# [DATA FOR THIS TASK]
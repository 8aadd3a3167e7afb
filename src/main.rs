//! Zellij plugin wrapper and entry point.
//!
//! Thin integration layer between the EventDeck library and the Zellij plugin
//! system.
//!
//! ```text
//! ┌─────────────────────────┐
//! │   Zellij Main Thread    │
//! │  ┌──────────────────┐   │
//! │  │  State (plugin)  │   │  ← presenter, detail surface
//! │  └──────────────────┘   │
//! │          │              │
//! │          │ IPC          │
//! │          ▼              │
//! │  ┌──────────────────┐   │
//! │  │   StoreWorker    │   │  ← JSON event store
//! │  │ (worker thread)  │   │
//! │  └──────────────────┘   │
//! └─────────────────────────┘
//! ```
//!
//! # Loading
//!
//! `i` and changes to the store file on disk start a load. The list shows its
//! busy indicator from the key press or filesystem event until the worker
//! replies, then reloads. A store change makes the worker re-read the file
//! before the reload.
//!
//! # Keybindings
//!
//! Global (all modes):
//! - `Ctrl+n`: Move down
//! - `Ctrl+p`: Move up
//!
//! In the list:
//! - `j`/`Down`, `k`/`Up`: Move
//! - `Enter`: Open event
//! - `e`: Edit event
//! - `d`: Delete event
//! - `r`: Reload
//! - `i`: Import from `import_path`
//! - `/`: Search
//! - `q`: Close plugin
//!
//! In search mode:
//! - Characters: Type
//! - `Enter`: Open event
//! - `Esc`: Exit search
//!
//! In the detail surface:
//! - `e`: Switch to edit mode
//! - `Esc`/`q`: Back to the list

#![allow(clippy::multiple_crate_versions)]

use std::collections::BTreeMap;
use std::path::{Path, PathBuf};
use zellij_tile::prelude::*;
use zellij_tile::shim::post_message_to;

use eventdeck::app::notifier::LoadNotifier;
use eventdeck::app::Event;
use eventdeck::infrastructure::strip_host_prefix;
use eventdeck::worker::{StoreWorker, WorkerMessage, WorkerResponse};
use eventdeck::{handle_event, Action, Config, NavigationMode, SearchMode};

register_plugin!(State);
register_worker!(StoreWorker, eventdeck_worker, EVENTDECK_WORKER);

/// Plugin state wrapper.
struct State {
    /// Core presenter from the library layer.
    app: eventdeck::EventListPresenter,

    /// Worker thread identifier for IPC messaging.
    worker_name: String,

    /// Store file, already expanded for the sandbox.
    store_path: PathBuf,

    /// Event shown on the detail surface, if open.
    detail: Option<(eventdeck::Event, NavigationMode)>,
}

impl Default for State {
    fn default() -> Self {
        let config = Config::default();
        Self {
            app: eventdeck::initialize(&config, LoadNotifier::new()),
            worker_name: "eventdeck".to_string(),
            store_path: config.resolved_store_path(),
            detail: None,
        }
    }
}

impl ZellijPlugin for State {
    /// Parses configuration, initializes tracing and the presenter, requests
    /// permissions and subscribes to events.
    fn load(&mut self, configuration: BTreeMap<String, String>) {
        let config = Config::from_zellij(&configuration);
        eventdeck::observability::init_tracing(&config);

        let span = tracing::debug_span!("plugin_load");
        let _guard = span.entered();

        tracing::debug!(config = ?config, "parsed configuration");
        self.app = eventdeck::initialize(&config, LoadNotifier::new());
        self.store_path = config.resolved_store_path();

        request_permission(&[
            PermissionType::ReadApplicationState,
            PermissionType::ChangeApplicationState,
            PermissionType::FullHdAccess,
        ]);

        subscribe(&[
            EventType::Key,
            EventType::CustomMessage,
            EventType::PermissionRequestResult,
            EventType::Visible,
            EventType::FileSystemCreate,
            EventType::FileSystemUpdate,
            EventType::FileSystemDelete,
        ]);

        tracing::debug!("plugin load complete - waiting for permissions");
    }

    /// Translates Zellij events to library events, runs them through
    /// `handle_event` and executes the resulting actions.
    fn update(&mut self, event: zellij_tile::prelude::Event) -> bool {
        let event_name = Self::get_event_name(&event);
        let span = tracing::debug_span!("plugin_update_event", event_type = %event_name);
        let _guard = span.entered();

        match event {
            zellij_tile::prelude::Event::Key(ref key) => {
                if self.detail.is_some() {
                    return self.handle_detail_key(key);
                }
                match self.map_key_event(key) {
                    Some(event) => self.dispatch(&event),
                    None => false,
                }
            }
            zellij_tile::prelude::Event::CustomMessage(message, payload) => {
                match self.map_custom_message_event(&message, &payload) {
                    Some(response) => self.dispatch(&Event::WorkerResponse(response)),
                    None => false,
                }
            }
            zellij_tile::prelude::Event::Visible(visible) => {
                let event = if visible { Event::Shown } else { Event::Hidden };
                self.dispatch(&event)
            }
            zellij_tile::prelude::Event::FileSystemCreate(paths)
            | zellij_tile::prelude::Event::FileSystemUpdate(paths)
            | zellij_tile::prelude::Event::FileSystemDelete(paths) => {
                let touches_store = paths.iter().any(|(path, _)| self.is_store_file(path));
                if !touches_store {
                    return false;
                }
                tracing::debug!(store_path = ?self.store_path, "store file changed on disk");
                let path = self.store_path.to_string_lossy().into_owned();
                self.dispatch(&Event::StoreChanged { path })
            }
            zellij_tile::prelude::Event::PermissionRequestResult(permissions) => {
                self.handle_permission_result(permissions)
            }
            _ => false,
        }
    }

    fn render(&mut self, rows: usize, cols: usize) {
        if let Some((event, mode)) = &self.detail {
            eventdeck::ui::render_detail(event, *mode, &self.app.theme, rows, cols);
        } else {
            eventdeck::ui::render(&self.app, rows, cols);
        }
    }
}

impl State {
    fn get_event_name(event: &zellij_tile::prelude::Event) -> String {
        match event {
            zellij_tile::prelude::Event::Key(key) => format!("Key({:?})", key.bare_key),
            zellij_tile::prelude::Event::CustomMessage(msg, _) => format!("CustomMessage({msg})"),
            zellij_tile::prelude::Event::Visible(visible) => format!("Visible({visible})"),
            zellij_tile::prelude::Event::PermissionRequestResult(..) => {
                "PermissionRequestResult".to_string()
            }
            zellij_tile::prelude::Event::FileSystemCreate(..) => "FileSystemCreate".to_string(),
            zellij_tile::prelude::Event::FileSystemUpdate(..) => "FileSystemUpdate".to_string(),
            zellij_tile::prelude::Event::FileSystemDelete(..) => "FileSystemDelete".to_string(),
            _ => "Other".to_string(),
        }
    }

    /// Runs a library event and executes its actions. Returns whether to render.
    fn dispatch(&mut self, event: &Event) -> bool {
        match handle_event(&mut self.app, event) {
            Ok((should_render, actions)) => {
                tracing::debug!(
                    action_count = actions.len(),
                    should_render = should_render,
                    "event handled successfully"
                );
                let mut render = should_render;
                for action in actions {
                    render |= self.execute_action(action);
                }
                render
            }
            Err(e) => {
                tracing::warn!(error = %e, "error handling event");
                false
            }
        }
    }

    /// Filesystem events report paths relative to the host mount.
    fn is_store_file(&self, path: &Path) -> bool {
        let host_relative = strip_host_prefix(&self.store_path.to_string_lossy());
        path == self.store_path || path == Path::new(&host_relative) || self.store_path.ends_with(path)
    }

    fn map_key_event(&self, key: &KeyWithModifier) -> Option<Event> {
        tracing::debug!(bare_key = ?key.bare_key, "key event");

        if key.bare_key == BareKey::Char('n') && key.has_modifiers(&[KeyModifier::Ctrl]) {
            return Some(Event::KeyDown);
        }
        if key.bare_key == BareKey::Char('p') && key.has_modifiers(&[KeyModifier::Ctrl]) {
            return Some(Event::KeyUp);
        }

        let searching = self.app.search_mode() == SearchMode::Active;

        Some(match key.bare_key {
            BareKey::Down => Event::KeyDown,
            BareKey::Up => Event::KeyUp,
            BareKey::Enter => Event::OpenSelected,
            BareKey::Esc if searching => Event::ExitSearch,
            BareKey::Esc => Event::CloseFocus,
            BareKey::Backspace => Event::Backspace,
            BareKey::Char(c) if searching => Event::Char(c),
            BareKey::Char('j') => Event::KeyDown,
            BareKey::Char('k') => Event::KeyUp,
            BareKey::Char('e') => Event::EditSelected,
            BareKey::Char('d') => Event::DeleteSelected,
            BareKey::Char('r') => Event::Reload,
            BareKey::Char('/') => Event::SearchMode,
            BareKey::Char('q') => Event::CloseFocus,
            BareKey::Char('i') => Event::Import,
            _ => return None,
        })
    }

    fn handle_detail_key(&mut self, key: &KeyWithModifier) -> bool {
        match key.bare_key {
            BareKey::Esc | BareKey::Char('q') => {
                tracing::debug!("closing detail surface");
                self.detail = None;
                true
            }
            BareKey::Char('e') => match &mut self.detail {
                Some((_, mode)) if *mode == NavigationMode::View => {
                    *mode = NavigationMode::Edit;
                    true
                }
                _ => false,
            },
            _ => false,
        }
    }

    fn handle_permission_result(&mut self, permissions: PermissionStatus) -> bool {
        match permissions {
            PermissionStatus::Granted => {
                tracing::debug!("permissions granted - opening store");
                let store_path = self.store_path.to_string_lossy().into_owned();
                self.post_worker_message(&WorkerMessage::open_store(store_path));
                self.dispatch(&Event::Shown)
            }
            PermissionStatus::Denied => {
                tracing::warn!("permissions denied - event store unavailable");
                false
            }
        }
    }

    fn map_custom_message_event(&self, message: &str, payload: &str) -> Option<WorkerResponse> {
        tracing::debug!(message_name = %message, payload_len = payload.len(), "custom message event");

        if message != self.worker_name {
            tracing::debug!(message_name = %message, "ignoring custom message with unknown name");
            return None;
        }

        match serde_json::from_str::<WorkerResponse>(payload) {
            Ok(response) => Some(response),
            Err(e) => {
                tracing::warn!(error = %e, "failed to deserialize worker response");
                None
            }
        }
    }

    fn post_worker_message(&self, message: &WorkerMessage) {
        match serde_json::to_string(&message) {
            Ok(payload) => {
                tracing::debug!(operation = %message.operation(), payload_len = payload.len(), "posting message to worker");
                post_message_to(PluginMessage {
                    worker_name: Some(self.worker_name.clone()),
                    name: self.worker_name.clone(),
                    payload,
                });
            }
            Err(e) => {
                tracing::warn!(error = %e, "failed to serialize worker message");
            }
        }
    }

    /// Executes an action returned from event handling. Returns whether to render.
    #[tracing::instrument(level = "debug", skip(self))]
    fn execute_action(&mut self, action: Action) -> bool {
        match action {
            Action::CloseFocus => {
                hide_self();
                false
            }
            Action::PostToWorker(ref message) => {
                self.post_worker_message(message);
                false
            }
            Action::ReloadRows | Action::RemoveRow { .. } => true,
            Action::Navigate { event, mode } => {
                tracing::debug!(event_id = %event.event_id, mode = ?mode, "opening detail surface");
                self.detail = Some((event, mode));
                true
            }
        }
    }
}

# [WHAT NEEDS TO BE DONE]
The task calls for all lines in the entries that hold "BTreeMap".

# [WRITTEN RESPONSE]
use std::collections::BTreeMap;
    fn load(&mut self, configuration: BTreeMap<String, String>) {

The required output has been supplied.